Preston: Look OK? Good enough. Now for my favorite part of the job.

(sfx: car door opens, closes)
(sfx: traffic whizzing by)

Wendy: As Trooper Preston approaches, the motorist is visibly shaken, but he needn't be. He will long remember the events that are about to unfold.

Preston: Morning, sir.

Driver 1: Good morning, officer. Is there some kind of problem?

Preston: Problem?

Driver 1: (babbling) I can't think of what I did wrong … but you pulled me over so … there must be a problem, right? Was it my speed?
I know I wasn't speeding. I don't think I was.

Preston: It's not speeding.

Driver 1: Was it something about the lane change?

Preston: You know, it WAS the lane change. I happened to be right behind you when you did that, and am I glad!

Driver 1: But I signaled. Didn't I?

Preston: You signaled AND you looked over your shoulder to make sure the lane was clear of traffic. It was like watching a textbook.

Driver 1: Then what's the …?

Preston: I am just so impressed with your driving!

(sfx: rustle of envelopes)

I'd like to give you a wonderful dinner for two at Harry Heifer's Steak House!

Driver 1: I beg your pardon?

Preston: Dinner for two! Take the coupon. It's good anytime. Tell Harry Trooper Preston sent you.

Driver 1: You're giving me a coupon for dinner at a steakhouse?

Preston: Are you a vegetarian? Would you rather have a blender?

(sfx: traffic fade)

Wendy: What Trooper Preston was doing is part of a new approach in traffic law … the notion of positive reinforcement.
Ellen Elmo is president of SCREECH. The Serious Citizens Resolved to Enable and Effectively Change Highways.

Ellen: I volunteered at my daughter's elementary school last year and I saw how quickly kids respond to little rewards for good behavior, so I said, "hey, why don't we try this on the highway?" Heaven knows punishment isn't getting the results we want. So I started to work for a simple change.

Wendy: And one person was able to do this?

Ellen: It's amazing what one person can do, when people really, really want you out of their office.

Wendy: And thus was born the experimental "Highway Prize Police." It's a program that is both ambitious in it's goals and simple in it's approach.
State Patrol Chief Mark Winkindale explains.
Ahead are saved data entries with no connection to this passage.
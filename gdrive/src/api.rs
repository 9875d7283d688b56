use std::ops::DerefMut;

use anyhow::{Context, ensure};
use bytes::Bytes;
use reqwest::{IntoUrl, Method};
use serde::{Serialize, de::DeserializeOwned};
use tokio::sync::watch;

use crate::{
    Error,
    models::{Empty, GFile, GFileCow, GFileId, ListFiles, ListFilesResponse},
    oauth2::{self, GDriveCredentials, ReqwestClient},
};

const BASE_URL: &str = "https://www.googleapis.com/drive/v3";
const BASE_UPLOAD_URL: &str = "https://www.googleapis.com/upload/drive/v3";
pub(crate) const FOLDER_MIME_TYPE: &str = "application/vnd.google-apps.folder";
pub(crate) const BINARY_MIME_TYPE: &str = "application/octet-stream";

/// A crate-private Google Drive API client which:
///
/// - Exposes methods to manipulate GDrive files and folders.
/// - Handles API/REST semantics and (de)serialization.
/// - Manages shared access to the underlying API credentials, including
///   refreshing access tokens when needed.
/// - Includes access tokens in requests.
pub(crate) struct GDriveClient {
    client: ReqwestClient,
    credentials: tokio::sync::Mutex<GDriveCredentials>,
    credentials_tx: watch::Sender<GDriveCredentials>,
}

impl GDriveClient {
    pub fn new(
        client: ReqwestClient,
        credentials: GDriveCredentials,
    ) -> (Self, watch::Receiver<GDriveCredentials>) {
        let (credentials_tx, mut credentials_rx) =
            watch::channel(credentials.clone());
        // Mark the current value as seen so that the first call to changed()
        // does not return immediately, to prevent redundant persists.
        credentials_rx.borrow_and_update();
        assert!(!credentials_rx.has_changed().expect("already closed??"));

        let myself = Self {
            client,
            credentials: tokio::sync::Mutex::new(credentials),
            credentials_tx,
        };

        (myself, credentials_rx)
    }

    // --- Helpers --- //
    // These higher-level methods build on the raw API bindings to provide some
    // useful helpers, and return anyhow::Error to make debugging easier

    /// Given the [`GFileId`] of a directory, searches its direct children for a
    /// file (or directory) that is named `child_name` and returns its metadata.
    pub async fn search_direct_children(
        &self,
        parent_id: &GFileId,
        child_name: &str,
    ) -> anyhow::Result<Option<GFile>> {
        // As of 2023-09-20, "parents" only includes direct parents, thank god.
        let q = format!(
            "name = '{child_name}' and '{parent_id}' in parents \
            and trashed = false"
        );
        let data = ListFiles {
            q: q.into(),
            ..Default::default()
        };

        let mut files =
            self.list_files(&data).await.context("list_files")?.files;

        ensure!(
            files.len() <= 1,
            "{parent_id} had multiple of '{child_name}'",
        );

        // Return the single result, if it exists.
        Ok(files.pop())
    }

    /// Given the [`GFileId`] of a directory, returns a list of metadatas for
    /// all of its direct children.
    pub async fn list_direct_children(
        &self,
        parent_id: &GFileId,
    ) -> anyhow::Result<Vec<GFile>> {
        let q = format!("'{parent_id}' in parents and trashed = false");
        let mut data = ListFiles {
            q: q.into(),
            order_by: Some("name".into()),
            ..Default::default()
        };

        let mut all_gfiles = Vec::with_capacity(2);
        let mut resp =
            self.list_files(&data).await.context("first list_files")?;
        all_gfiles.append(&mut resp.files);

        // Paginate until there are no more pages left
        while resp.next_page_token.is_some() {
            data.page_token = resp.next_page_token;
            resp = self.list_files(&data).await.context("paged list_files")?;
            all_gfiles.append(&mut resp.files);
        }

        Ok(all_gfiles)
    }

    /// Given the [`GFileId`] of a directory, creates a directory that is a
    /// direct child of the given dir. Returns the [`GFileId`] of the new child.
    pub async fn create_child_dir(
        &self,
        parent_id: GFileId,
        child_name: &str,
    ) -> anyhow::Result<GFileId> {
        let data = GFileCow {
            id: None,
            name: Some(child_name.into()),
            parents: Some(vec![parent_id]),
            mime_type: Some(FOLDER_MIME_TYPE.into()),
            ..Default::default()
        };
        let file = self
            .create_empty_file(&data)
            .await
            .context("create_empty_file")?;
        Ok(file.id)
    }

    // --- API bindings --- //
    // These slightly lower-level methods provide direct access to Drive APIs,
    // and return the matchable Error enum directly.

    /// "files.list": GET /files
    ///
    /// Performs a file search across My Drive.
    ///
    /// This is a lower-level helper; you might be looking for
    /// [`search_direct_children`] or [`list_direct_children`] instead.
    ///
    /// <https://developers.google.com/drive/api/reference/rest/v3/files/list>
    ///
    /// [`search_direct_children`]: Self::search_direct_children
    /// [`list_direct_children`]: Self::list_direct_children
    pub async fn list_files(
        &self,
        data: &ListFiles<'_>,
    ) -> Result<ListFilesResponse, Error> {
        let url = format!("{BASE_URL}/files");
        let req = self.get(&url, data);
        self.send_and_deserialize(req).await
    }

    /// "files.create": POST /files
    ///
    /// Creates a file with no content.
    /// Mostly useful for creating folders.
    pub async fn create_empty_file(
        &self,
        data: &GFileCow<'_>,
    ) -> Result<GFile, Error> {
        let req = self.post(format!("{BASE_URL}/files"), &data);
        self.send_and_deserialize(req).await
    }

    /// "files.create": POST {BASE_UPLOAD_URL}/files?uploadType=multipart
    ///
    /// Uploads a new binary blob file inside the given parent directory using
    /// the "multipart" API. [`reqwest::multipart`] is used to achieve this.
    ///
    /// We use the "multipart" API (as opposed to "simple" or "resumable")
    /// because (1) it allows file metadata and contents to be sent in a single
    /// request, (2) doesn't require two round trips for every new file
    /// uploaded. If files become so large that network reliability becomes a
    /// problem, we can consider switching to the "resumable" API.
    ///
    /// <https://developers.google.com/drive/api/guides/manage-uploads#multipart>
    pub async fn create_blob_file(
        &self,
        parent_id: GFileId,
        name: String,
        data: Vec<u8>,
    ) -> Result<GFile, Error> {
        use reqwest::multipart::{Form, Part};

        let method = Method::POST;
        let url = format!("{BASE_UPLOAD_URL}/files");
        let query = [("uploadType", "multipart")];

        let metadata = GFileCow {
            id: None,
            name: Some(name.clone().into()),
            parents: Some(vec![parent_id]),
            mime_type: Some(BINARY_MIME_TYPE.into()),
            ..Default::default()
        };

        let metadata_json = serde_json::to_string(&metadata)?;
        let metadata_part = Part::text(metadata_json)
            .mime_str("application/json; charset=UTF-8")?;

        let data_part = Part::bytes(data)
            .mime_str(BINARY_MIME_TYPE)?
            .file_name(name);

        // Metadata part needs to go first
        let multipart = Form::new()
            .part("metadata", metadata_part)
            .part("file", data_part);

        let req = self
            .client
            .request(method, url)
            .query(&query)
            // This method adds the "Content-Type" and "Content-Length" headers
            .multipart(multipart);

        self.send_and_deserialize(req).await
    }

    /// "files.update":
    /// PATCH {BASE_UPLOAD_URL}/files/{fileId}?uploadType=media
    ///
    /// Given the [`GFileId`] of a binary blob file, updates its contents to
    /// the given `data`. The metadata of the file is not changed.
    ///
    /// Uses the "simple" upload API since we don't want to change metadata.
    /// <https://developers.google.com/drive/api/guides/manage-uploads#simple>
    pub async fn update_blob_file(
        &self,
        id: GFileId,
        data: Bytes,
    ) -> Result<GFile, Error> {
        let method = Method::PATCH;
        let url = format!("{BASE_UPLOAD_URL}/files/{id}");

        let req = self
            .client
            .request(method, url)
            .query(&[("uploadType", "media")])
            .header("Content-Type", BINARY_MIME_TYPE)
            .header("Content-Length", data.len())
            .body(data);

        self.send_and_deserialize(req).await
    }

    /// "files.get": GET /files/{id}?alt=media
    ///
    /// Downloads a blob file given its ID.
    ///
    /// <https://developers.google.com/drive/api/guides/manage-downloads#download_blob_file_content>
    pub async fn download_blob_file(
        &self,
        gid: &GFileId,
    ) -> Result<Vec<u8>, Error> {
        let url = format!("{BASE_URL}/files/{gid}");
        let req = self.get(url, &Empty {}).query(&[("alt", "media")]);
        let resp = self.send_no_deserialize(req).await?;
        let bytes = resp.bytes().await?;
        let data = <Vec<u8>>::from(bytes);
        Ok(data)
    }

    /// "files.delete": DELETE {BASE_URL}/files/{fileId}
    ///
    /// Permanently deletes a file by its `gid`, skipping the trash.
    /// If the target is a folder, all descendants are also deleted.
    ///
    /// <https://developers.google.com/drive/api/reference/rest/v3/files/delete>
    pub async fn delete_file(&self, gid: &GFileId) -> Result<(), Error> {
        let url = format!("{BASE_URL}/files/{gid}");
        let req = self.client.delete(url);
        self.send_no_deserialize(req).await?;
        Ok(())
    }

    /// Create a GET request and serialize the given data into query params.
    #[inline]
    fn get(
        &self,
        url: impl IntoUrl,
        data: &(impl Serialize + ?Sized),
    ) -> reqwest::RequestBuilder {
        self.client.get(url).query(data)
    }

    /// Create a POST request and serialize the given data into a JSON body.
    #[inline]
    fn post(
        &self,
        url: impl IntoUrl,
        data: &(impl Serialize + ?Sized),
    ) -> reqwest::RequestBuilder {
        self.client.post(url).json(data)
    }

    /// Adds the bearer auth token to the request and sends the request.
    /// Deserializes the response as `T` if we got a success status; returns
    /// [`Error::Api`] otherwise. Use this for JSON endpoints.
    #[inline]
    async fn send_and_deserialize<T: DeserializeOwned>(
        &self,
        req: reqwest::RequestBuilder,
    ) -> Result<T, Error> {
        self.send_no_deserialize(req)
            .await?
            .json::<T>()
            .await
            .map_err(Error::from)
    }

    /// Like `send_and_deserialize` but skips the JSON deserialization step.
    /// Use this when you need to extract a raw binary response or do anything
    /// else non-standard.
    async fn send_no_deserialize(
        &self,
        req: reqwest::RequestBuilder,
    ) -> Result<reqwest::Response, Error> {
        let req = {
            let mut locked_credentials = self.credentials.lock().await;
            let updated = oauth2::refresh_if_necessary(
                &self.client,
                locked_credentials.deref_mut(),
            )
            .await
            .map_err(Box::new)
            .map_err(Error::TokenRefresh)?;

            // If the access token was refreshed, update the credentials in the
            // channel with the new access_token and expires_at timestamp.
            if updated {
                self.credentials_tx.send_modify(|c| {
                    c.access_token.clone_from(&locked_credentials.access_token);
                    c.expires_at = locked_credentials.expires_at;
                });
            }

            req.bearer_auth(&locked_credentials.access_token)
        };

        let req = req.build()?;

        // Log helpful data in tests
        #[cfg(test)]
        {
            use tracing::debug;

            let url = req.url();
            let headers = req.headers();
            let body = req
                .body()
                .and_then(|body| body.as_bytes())
                .map(String::from_utf8_lossy)
                .unwrap_or_else(|| "(No body)".into());
            debug!(%url, ?headers, %body, "Request");
        }

        let resp = self.client.execute(req).await?;

        let code = resp.status();
        if code.is_success() {
            Ok(resp)
        } else {
            let resp_str = match resp.bytes().await {
                Ok(b) => String::from_utf8_lossy(&b).to_string(),
                Err(e) => format!("Failed to get error response text: {e:#}"),
            };
            Err(Error::Api { code, resp_str })
        }
    }
}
Mark: The cars have stayed the same. The trooper's uniforms haven't changed. But what the officer does when pulling over a civilian is now entirely different. How he reacts has changed. Most of my troopers like this a whole lot more, cause nobody wants to be the bully. Everyone wants to be loved. Let's listen to a routine stop.

(sfx: traffic)

Preston: May I see your license, sir?

Driver 2: Sure. Here it is.

Mark: This part is pretty standard.

Preston: Whoops. You accidentally got it wrapped up in a hundred dollar bill! Here you go.

Driver 2: Did I? Gee! Thanks for catching that.

Mark: In the old days, this would have been grounds for a citation.

Wendy: Attempted bribery?

Mark: Right.

Preston: And I see the picture's been cut out of your driver's license.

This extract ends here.